• Escapade à Saint-Aubin-Epinay

            Sans pouvoir conduire pour cause de clavicule cassée, c’est en bus numéro vingt, munis d’un bagage des plus légers, qu’elle et moi rejoignons Saint-Aubin-Épinay, village de la région rouennaise où il s’agit de faire journée de vacances grâce à l’hôtel une étoile baptisé L’Épinoy, improbable établissement ne figurant pas dans le Guide des hôtels de charme. Pourtant il n’en manque pas, son architecture de briques rouges, sa véranda, son jardin et ses chambres sans commodités.

            Celle que nous propose le patron bénéficie au moins d’un beau lit et d’une armoire assortie. Pour la douche et les toilettes, c’est collectif et au bout du couloir. Heureusement, c’est calme en ce moment, comme dit le sympathique patron.

            -Vous serez sans doute seuls à l’étage. J’ai juste un pensionnaire au-dessus.

            Les murs du bar sont couverts d’affiches et de photos rock and roll, de Little Bob aux Stones. L’une de ces images montre le maître des lieux en compagnie du chanteur du groupe Ange. Et là, ne serait-ce pas Higelin ?

            -Oui, nous dit la patronne, c’était il y a quatre ans je crois, à la Traverse à Lillebonne.

            J’en doute, cet Higelin à cheveux longs date plutôt d’il y a quatorze ans. À L’Épinoy, le temps est immobile.

            Avant qu’il ne soit l’heure du repas, nous partons par le chemin piétonnier en direction du hameau d’Épinay avec un petit détour jusqu’à la source de l’Aubette et un arrêt devant les fleurs à papillons jouxtant une maison isolée. Parvenus au but, la fatigue due à ma clave en voie de rafistolage, m’impose de m’asseoir. Point de banc près de l’église récemment restaurée, une tombe accueille nos fesses. Nous évoquons la mort de très proches et comment elle et moi on vit avec cela. Nous faisons ensuite le tour du petit cimetière, nous attardant devant une tombe sculptée d’un scouteur. Un jeune homme est enterré là, qui en est peut-être mort.
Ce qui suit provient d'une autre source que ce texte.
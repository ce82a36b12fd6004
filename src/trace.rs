use std::cell::RefCell;
use std::fmt::Write as _;
use std::rc::Rc;

/// A `fmt::Write` sink that can be handed to a tree as its debug writer while
/// the caller keeps a clone to read the trace back.
#[derive(Clone, Default)]
pub struct TraceBuffer(Rc<RefCell<String>>);

impl std::fmt::Write for TraceBuffer {
    fn write_str(&mut self, s: &str) -> Result<(), std::fmt::Error> {
        self.0.borrow_mut().write_str(s)
    }
}

impl TraceBuffer {
    pub fn new() -> Self {
        TraceBuffer(Rc::new(RefCell::new(String::new())))
    }

    pub fn borrow(&self) -> std::cell::Ref<'_, String> {
        self.0.borrow()
    }

    pub fn take(&self) -> String {
        std::mem::take(&mut *self.0.borrow_mut())
    }
}
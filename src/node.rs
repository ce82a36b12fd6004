use std::fmt;

use crate::slot::Generation;

/// Handle to a node in a tree's arena. Handles of removed nodes never become
/// valid again, even after their slot is reused.
#[derive(Clone, Copy, Debug, PartialEq, Eq, Hash)]
pub struct NodeId {
    pub(crate) index: usize,
    pub(crate) generation: Generation,
}

impl NodeId {
    pub fn index(&self) -> usize {
        self.index
    }
}

impl fmt::Display for NodeId {
    fn fmt(&self, f: &mut fmt::Formatter<'_>) -> fmt::Result {
        write!(f, "#{}", self.index)
    }
}

#[derive(Clone, Copy, Debug, PartialEq, Eq)]
pub enum Side {
    Left,
    Right,
}

impl Side {
    pub fn reverse(self) -> Side {
        match self {
            Side::Left => Side::Right,
            Side::Right => Side::Left,
        }
    }

    /// Balance change of the parent when this side grows by one level.
    pub fn balance_delta(self) -> i8 {
        match self {
            Side::Left => -1,
            Side::Right => 1,
        }
    }
}

pub struct Node<K, V> {
    pub(crate) key: K,
    pub(crate) value: V,
    pub(crate) balance: i8,
    pub(crate) parent: Option<NodeId>,
    pub(crate) left: Option<NodeId>,
    pub(crate) right: Option<NodeId>,
}

impl<K, V> Node<K, V> {
    pub(crate) fn new(key: K, value: V, parent: Option<NodeId>) -> Self {
        Node {
            key,
            value,
            balance: 0,
            parent,
            left: None,
            right: None,
        }
    }

    pub fn key(&self) -> &K {
        &self.key
    }

    pub fn value(&self) -> &V {
        &self.value
    }

    pub fn value_mut(&mut self) -> &mut V {
        &mut self.value
    }

    /// `height(right) - height(left)`, as last recorded by the balancing
    /// engine. Always 0 for nodes of an unbalanced tree.
    pub fn balance(&self) -> i8 {
        self.balance
    }

    pub fn parent(&self) -> Option<NodeId> {
        self.parent
    }

    pub fn left(&self) -> Option<NodeId> {
        self.left
    }

    pub fn right(&self) -> Option<NodeId> {
        self.right
    }

    pub fn child(&self, side: Side) -> Option<NodeId> {
        match side {
            Side::Left => self.left,
            Side::Right => self.right,
        }
    }

    pub(crate) fn set_child(&mut self, side: Side, child: Option<NodeId>) {
        match side {
            Side::Left => self.left = child,
            Side::Right => self.right = child,
        }
    }

    pub fn is_leaf(&self) -> bool {
        self.left.is_none() && self.right.is_none()
    }

    pub(crate) fn into_entry(self) -> (K, V) {
        (self.key, self.value)
    }
}

impl<K: fmt::Debug, V: fmt::Debug> fmt::Debug for Node<K, V> {
    fn fmt(&self, f: &mut fmt::Formatter<'_>) -> fmt::Result {
        f.debug_struct("Node")
            .field("key", &self.key)
            .field("value", &self.value)
            .field("balance", &self.balance)
            .field("parent", &self.parent)
            .field("left", &self.left)
            .field("right", &self.right)
            .finish()
    }
}
pub trait ConfigT {
    const DEBUG: bool;
    const CHECK_INVARIANTS: bool; // re-validate the whole tree after every mutation
}

pub struct DefaultConfig {}
pub struct DebugConfig {}

impl ConfigT for DefaultConfig {
    const DEBUG: bool = false;
    const CHECK_INVARIANTS: bool = false;
}

impl ConfigT for DebugConfig {
    const DEBUG: bool = true;
    const CHECK_INVARIANTS: bool = true;
}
            De retour à Saint-Aubin, nous nous intéressons à l’ancienne indiennerie dont la cheminée de briques domine le village, au gîte rural installé dans un moulin, à l’Aubette qui circule fraîchement, puis nous entrons dans le café près de l’église fermée. Nous en ressortons très vite. Le lieu, largement peuplé d’hommes échoués, est franchement désespérant.

            Celle qui me tient la main me rappelle le jardin de l’hôtel, et bien sûr, lui dis-je. Nous y prenons une boisson fraîche sous le cerisier à proximité du cheval rétif et de la chèvre narquoise.

            Le menu du soir est à dix euros, entrée, plat, fromage, dessert, café et pour ce prix-là on ne mange pas très bien. Qu’importe, la nuit est à nous, dont nous faisons bon usage. Par la fenêtre ouverte entrent le hululement de la chouette et le cri d’un animal inconnu, remplacés au matin par le chant du coq. Un petit déjeuner correct et nous allons attendre le bus du retour. Au loin, se dressent les tours des Hauts de Rouen.